In one situation we have to add lists (more than two specifically). I know some of the ways to join more than two lists also I have looked upon StackOverflow but none of the answers are giving account on the performance of the method.
Can anyone show, what are the ways we can join more than two lists and their respective performance?
Edit : The size of the list is varying from 2 to 13 (to be specific).
Edit Duplicate : I have been specifically asking for the ways we can add and their respected questions and in duplicate question its limited to only 4 methods
There are multiples ways using which you can join more than two list.
Assuming that we have three list,
a = ['1']
b = ['2']
c = ['3']
Then, for joining two or more lists in python,
1)
You can simply concatenate them,
output = a + b + c
2)
You can do it using list comprehension as well,
res_list = [y for x in [a,b,c] for y in x]
3)
You can do it using extend() as well,
a.extend(b)
a.extend(c)
print(a)
4)
You can do it by using * operator as well,
res = [*a,*b,*c]
For calculating performance, I have used timeit module present in python.

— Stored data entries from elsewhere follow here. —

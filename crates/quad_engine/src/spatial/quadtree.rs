//! Quad-tree spatial partitioning structure
//!
//! Divides the 2D world into hierarchical quadrants so that a collider is only
//! tested against colliders that share its quadrant lineage. A node splits
//! into four children once it directly holds more entries than the configured
//! threshold. Entries that straddle a child boundary stay at the node where
//! they stopped fitting.
//!
//! The tree carries no cross-frame state: the registry clears and rebuilds it
//! every tick from the live collider set.

use serde::{Deserialize, Serialize};

use crate::foundation::math::{Rect, Vec2};
use crate::world::ColliderId;

/// Configuration for quad-tree behavior
#[derive(Debug, Clone, Copy, PartialEq, Eq, Serialize, Deserialize)]
#[serde(default)]
pub struct QuadTreeConfig {
    /// Direct entries a node may hold before it splits
    pub max_colliders_per_node: usize,

    /// Deepest level a node may split at
    pub max_depth: u32,
}

impl Default for QuadTreeConfig {
    fn default() -> Self {
        Self {
            max_colliders_per_node: 4,
            max_depth: 50,
        }
    }
}

/// One of the four children of a split node (y grows downwards)
#[derive(Debug, Clone, Copy, PartialEq, Eq, Hash)]
pub enum Quadrant {
    /// Right-top
    NorthEast = 0,
    /// Left-top
    NorthWest = 1,
    /// Left-bottom
    SouthWest = 2,
    /// Right-bottom
    SouthEast = 3,
}

impl Quadrant {
    /// All quadrants in child storage order
    pub const ALL: [Quadrant; 4] = [
        Quadrant::NorthEast,
        Quadrant::NorthWest,
        Quadrant::SouthWest,
        Quadrant::SouthEast,
    ];

    /// Child slot of this quadrant
    pub fn index(self) -> usize {
        self as usize
    }
}

/// Collider stored in the quad-tree with its world-space bounds
#[derive(Debug, Clone, Copy, PartialEq)]
pub struct QuadTreeEntry {
    /// Collider handle
    pub id: ColliderId,
    /// Axis-aligned bounds at insertion time
    pub bounds: Rect,
}

/// Single node in the quad-tree hierarchy
#[derive(Debug, Clone)]
pub struct QuadNode {
    /// World-space bounds of this node
    pub bounds: Rect,

    /// Entries held directly by this node
    pub entries: Vec<QuadTreeEntry>,

    /// Child nodes in [`Quadrant::ALL`] order, None if this is a leaf
    pub children: Option<Box<[QuadNode; 4]>>,

    /// Depth in the tree (0 = root)
    pub level: u32,
}

impl QuadNode {
    /// Create a new leaf node
    pub fn new(bounds: Rect, level: u32) -> Self {
        Self {
            bounds,
            entries: Vec::new(),
            children: None,
            level,
        }
    }

    /// Check if this node is a leaf (has no children)
    pub fn is_leaf(&self) -> bool {
        self.children.is_none()
    }

    /// Quadrant of `node` that fully contains `item`
    ///
    /// Measured against the node midpoints; anything touching or crossing a
    /// midpoint, or reaching outside the node, belongs to no single quadrant.
    pub fn quadrant_for(node: &Rect, item: &Rect) -> Option<Quadrant> {
        let mid = node.center();

        let north = item.max.y < mid.y && item.min.y >= node.min.y;
        let south = item.min.y > mid.y && item.max.y <= node.max.y;
        let west = item.max.x < mid.x && item.min.x >= node.min.x;
        let east = item.min.x > mid.x && item.max.x <= node.max.x;

        match (north, south, west, east) {
            (true, _, _, true) => Some(Quadrant::NorthEast),
            (true, _, true, _) => Some(Quadrant::NorthWest),
            (_, true, true, _) => Some(Quadrant::SouthWest),
            (_, true, _, true) => Some(Quadrant::SouthEast),
            _ => None,
        }
    }

    /// Split this node into 4 equally sized children
    fn split(&mut self) {
        if self.children.is_some() {
            return; // Already split
        }

        let Rect { min, max } = self.bounds;
        let mid = self.bounds.center();
        let level = self.level + 1;

        self.children = Some(Box::new([
            QuadNode::new(Rect::new(Vec2::new(mid.x, min.y), Vec2::new(max.x, mid.y)), level),
            QuadNode::new(Rect::new(min, mid), level),
            QuadNode::new(Rect::new(Vec2::new(min.x, mid.y), Vec2::new(mid.x, max.y)), level),
            QuadNode::new(Rect::new(mid, max), level),
        ]));
    }

    /// Insert an entry into this node or the child that fully contains it
    pub fn insert(&mut self, entry: QuadTreeEntry, config: &QuadTreeConfig) {
        let bounds = self.bounds;

        if let Some(ref mut children) = self.children {
            if let Some(quadrant) = Self::quadrant_for(&bounds, &entry.bounds) {
                children[quadrant.index()].insert(entry, config);
                return;
            }
        }

        self.entries.push(entry);

        if self.entries.len() > config.max_colliders_per_node && self.level < config.max_depth {
            self.split();

            // Push down everything that now fits a single child
            let held = std::mem::take(&mut self.entries);
            if let Some(ref mut children) = self.children {
                for held_entry in held {
                    match Self::quadrant_for(&bounds, &held_entry.bounds) {
                        Some(quadrant) => children[quadrant.index()].insert(held_entry, config),
                        None => self.entries.push(held_entry),
                    }
                }
            }
        }
    }

    /// Collect the entries along the descent path of `query`
    ///
    /// Children are visited before this node's own entries are appended.
    /// Returns false when the descent stopped at a split node because the
    /// query fits none of its children; entries below that node are then not
    /// in `results`.
    pub fn retrieve(&self, results: &mut Vec<ColliderId>, query: &Rect) -> bool {
        let settled = match self.children {
            Some(ref children) => match Self::quadrant_for(&self.bounds, query) {
                Some(quadrant) => children[quadrant.index()].retrieve(results, query),
                None => false,
            },
            None => true,
        };

        results.extend(self.entries.iter().map(|entry| entry.id));
        settled
    }

    /// Drop all entries and children
    pub fn clear(&mut self) {
        self.entries.clear();
        self.children = None;
    }

    /// Count total entries in this node and all children
    pub fn count_entries(&self) -> usize {
        let mut count = self.entries.len();

        if let Some(ref children) = self.children {
            for child in children.iter() {
                count += child.count_entries();
            }
        }

        count
    }

    /// Number of nodes in this subtree, including this one
    pub fn count_nodes(&self) -> usize {
        1 + self
            .children
            .as_ref()
            .map_or(0, |children| children.iter().map(QuadNode::count_nodes).sum())
    }

    /// Deepest level below (or at) this node
    pub fn max_level(&self) -> u32 {
        self.children.as_ref().map_or(self.level, |children| {
            children.iter().map(QuadNode::max_level).max().unwrap_or(self.level)
        })
    }

    /// Get all leaf nodes (for visualization)
    pub fn get_all_leaves<'a>(&'a self, leaves: &mut Vec<&'a QuadNode>) {
        if let Some(ref children) = self.children {
            for child in children.iter() {
                child.get_all_leaves(leaves);
            }
        } else {
            leaves.push(self);
        }
    }
}

/// Quad-tree spatial partitioning structure
#[derive(Debug, Clone)]
pub struct QuadTree {
    /// Root node covering the world bounds
    root: QuadNode,

    /// Configuration
    config: QuadTreeConfig,
}

impl QuadTree {
    /// Create a new quad-tree with given world bounds
    pub fn new(world_bounds: Rect, config: QuadTreeConfig) -> Self {
        Self {
            root: QuadNode::new(world_bounds, 0),
            config,
        }
    }

    /// Insert a collider with its current bounds
    pub fn insert(&mut self, id: ColliderId, bounds: Rect) {
        self.root.insert(QuadTreeEntry { id, bounds }, &self.config);
    }

    /// Append every collider that could overlap `query` to `results`
    ///
    /// Returns the root-level quadrant of the query, or `None` when the query
    /// straddles a split boundary somewhere along its descent (or lies outside
    /// the world bounds). In that case `results` is incomplete and the caller
    /// must fall back to testing every collider.
    pub fn retrieve(&self, results: &mut Vec<ColliderId>, query: &Rect) -> Option<Quadrant> {
        let root_quadrant = QuadNode::quadrant_for(&self.root.bounds, query);
        let settled = self.root.retrieve(results, query);

        if settled {
            root_quadrant
        } else {
            None
        }
    }

    /// Clear the quad-tree
    pub fn clear(&mut self) {
        self.root.clear();
    }

    /// Get total entry count
    pub fn len(&self) -> usize {
        self.root.count_entries()
    }

    /// Whether the tree holds no entries
    pub fn is_empty(&self) -> bool {
        self.len() == 0
    }

    /// Deepest split level (0 when the root is a leaf)
    pub fn depth(&self) -> u32 {
        self.root.max_level()
    }

    /// Total number of nodes, root included
    pub fn node_count(&self) -> usize {
        self.root.count_nodes()
    }

    /// World bounds covered by the root
    pub fn bounds(&self) -> Rect {
        self.root.bounds
    }

    /// Configuration in use
    pub fn config(&self) -> &QuadTreeConfig {
        &self.config
    }

    /// Root node (for visualization)
    pub fn root(&self) -> &QuadNode {
        &self.root
    }

    /// Bounds of every leaf, for debug overlays
    pub fn leaf_bounds(&self) -> Vec<Rect> {
        let mut leaves = Vec::new();
        self.root.get_all_leaves(&mut leaves);
        leaves.into_iter().map(|leaf| leaf.bounds).collect()
    }
}

#[cfg(test)]
mod tests {
    use super::*;
    use slotmap::SlotMap;

    fn world() -> Rect {
        Rect::from_origin_size(0.0, 0.0, 100.0, 100.0)
    }

    fn square(x: f32, y: f32) -> Rect {
        Rect::from_center_extents(Vec2::new(x, y), Vec2::new(2.0, 2.0))
    }

    #[test]
    fn test_quadrant_membership() {
        let bounds = world();
        assert_eq!(QuadNode::quadrant_for(&bounds, &square(75.0, 25.0)), Some(Quadrant::NorthEast));
        assert_eq!(QuadNode::quadrant_for(&bounds, &square(25.0, 25.0)), Some(Quadrant::NorthWest));
        assert_eq!(QuadNode::quadrant_for(&bounds, &square(25.0, 75.0)), Some(Quadrant::SouthWest));
        assert_eq!(QuadNode::quadrant_for(&bounds, &square(75.0, 75.0)), Some(Quadrant::SouthEast));

        // Crossing the vertical midpoint
        assert_eq!(QuadNode::quadrant_for(&bounds, &square(49.0, 25.0)), None);
        // Outside the node entirely
        assert_eq!(QuadNode::quadrant_for(&bounds, &square(150.0, 25.0)), None);
    }

    #[test]
    fn test_split_after_threshold() {
        let mut ids = SlotMap::<ColliderId, ()>::with_key();
        let mut tree = QuadTree::new(world(), QuadTreeConfig::default());

        for i in 0..4 {
            tree.insert(ids.insert(()), square(10.0 + i as f32 * 5.0, 10.0));
        }
        assert!(tree.root().is_leaf());

        tree.insert(ids.insert(()), square(80.0, 80.0));
        assert!(!tree.root().is_leaf());
        assert_eq!(tree.len(), 5);
        assert!(tree.root().entries.is_empty());
        assert_eq!(tree.node_count(), 5);
    }

    #[test]
    fn test_straddlers_stay_at_parent() {
        let mut ids = SlotMap::<ColliderId, ()>::with_key();
        let mut tree = QuadTree::new(world(), QuadTreeConfig::default());

        let straddler = ids.insert(());
        tree.insert(straddler, square(50.0, 50.0));
        for i in 0..4 {
            tree.insert(ids.insert(()), square(10.0 + i as f32 * 5.0, 10.0));
        }

        assert_eq!(tree.root().entries.len(), 1);
        assert_eq!(tree.root().entries[0].id, straddler);
    }

    #[test]
    fn test_retrieve_is_limited_to_quadrant_lineage() {
        let mut ids = SlotMap::<ColliderId, ()>::with_key();
        let mut tree = QuadTree::new(world(), QuadTreeConfig::default());

        let north_west: Vec<_> = (0..3).map(|_| ids.insert(())).collect();
        let south_east: Vec<_> = (0..3).map(|_| ids.insert(())).collect();
        let straddler = ids.insert(());

        for (i, id) in north_west.iter().enumerate() {
            tree.insert(*id, square(10.0 + i as f32 * 10.0, 10.0));
        }
        for (i, id) in south_east.iter().enumerate() {
            tree.insert(*id, square(60.0 + i as f32 * 10.0, 90.0));
        }
        tree.insert(straddler, square(50.0, 10.0));

        let mut results = Vec::new();
        let quadrant = tree.retrieve(&mut results, &square(20.0, 20.0));

        assert_eq!(quadrant, Some(Quadrant::NorthWest));
        assert_eq!(results.len(), 4);
        for id in &north_west {
            assert!(results.contains(id));
        }
        assert!(results.contains(&straddler));
        for id in &south_east {
            assert!(!results.contains(id));
        }
    }

    #[test]
    fn test_retrieve_reports_straddling_queries() {
        let mut ids = SlotMap::<ColliderId, ()>::with_key();
        let mut tree = QuadTree::new(world(), QuadTreeConfig::default());
        for i in 0..6 {
            tree.insert(ids.insert(()), square(10.0 + i as f32 * 6.0, 80.0));
        }

        let mut results = Vec::new();
        assert_eq!(tree.retrieve(&mut results, &square(50.0, 50.0)), None);

        results.clear();
        assert_eq!(tree.retrieve(&mut results, &square(250.0, 50.0)), None);
    }

    #[test]
    fn test_max_depth_keeps_overflow() {
        let mut ids = SlotMap::<ColliderId, ()>::with_key();
        let config = QuadTreeConfig { max_colliders_per_node: 1, max_depth: 2 };
        let mut tree = QuadTree::new(world(), config);

        // All at the same spot: splitting can never separate them
        for _ in 0..6 {
            tree.insert(ids.insert(()), square(10.0, 10.0));
        }

        assert_eq!(tree.len(), 6);
        assert_eq!(tree.depth(), 2);
    }

    #[test]
    fn test_clear_round_trip() {
        let mut ids = SlotMap::<ColliderId, ()>::with_key();
        let mut tree = QuadTree::new(world(), QuadTreeConfig::default());
        for i in 0..20 {
            tree.insert(ids.insert(()), square(5.0 + i as f32 * 4.5, 5.0 + i as f32 * 4.5));
        }
        assert!(tree.depth() > 0);

        tree.clear();

        let mut results = Vec::new();
        tree.retrieve(&mut results, &square(10.0, 10.0));
        assert!(results.is_empty());
        assert!(tree.is_empty());
        assert_eq!(tree.depth(), 0);
        assert_eq!(tree.node_count(), 1);
        assert_eq!(tree.leaf_bounds(), vec![world()]);
    }
}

The performance of the following methods are;
4th method < 1st method < 3rd method < 2nd [method on the basis of
time]
That means If you are going to use " * operator " for concatenation of more than two lists then you will get the best performance.
Hope you got what you were looking for.
Edit:: Image showing performance of all the methods (Calculated using timeit)
I did some simple measurements, here are my results:
import timeit
from itertools import chain
a = [*range(1, 10)]
b = [*range(1, 10)]
c = [*range(1, 10)]
tests = ("""output = list(chain(a, b, c))""",
"""output = a + b + c""",
"""output = [*chain(a, b, c)]""",
"""output = a.copy();output.extend(b);output.extend(c);""",
"""output = [*a, *b, *c]""",
"""output = a.copy();output+=b;output+=c;""",
"""output = a.copy();output+=[*b, *c]""",
"""output = a.copy();output += b + c""")
results = sorted((timeit.timeit(stmt=test, number=1, globals=globals()), test) for test in tests)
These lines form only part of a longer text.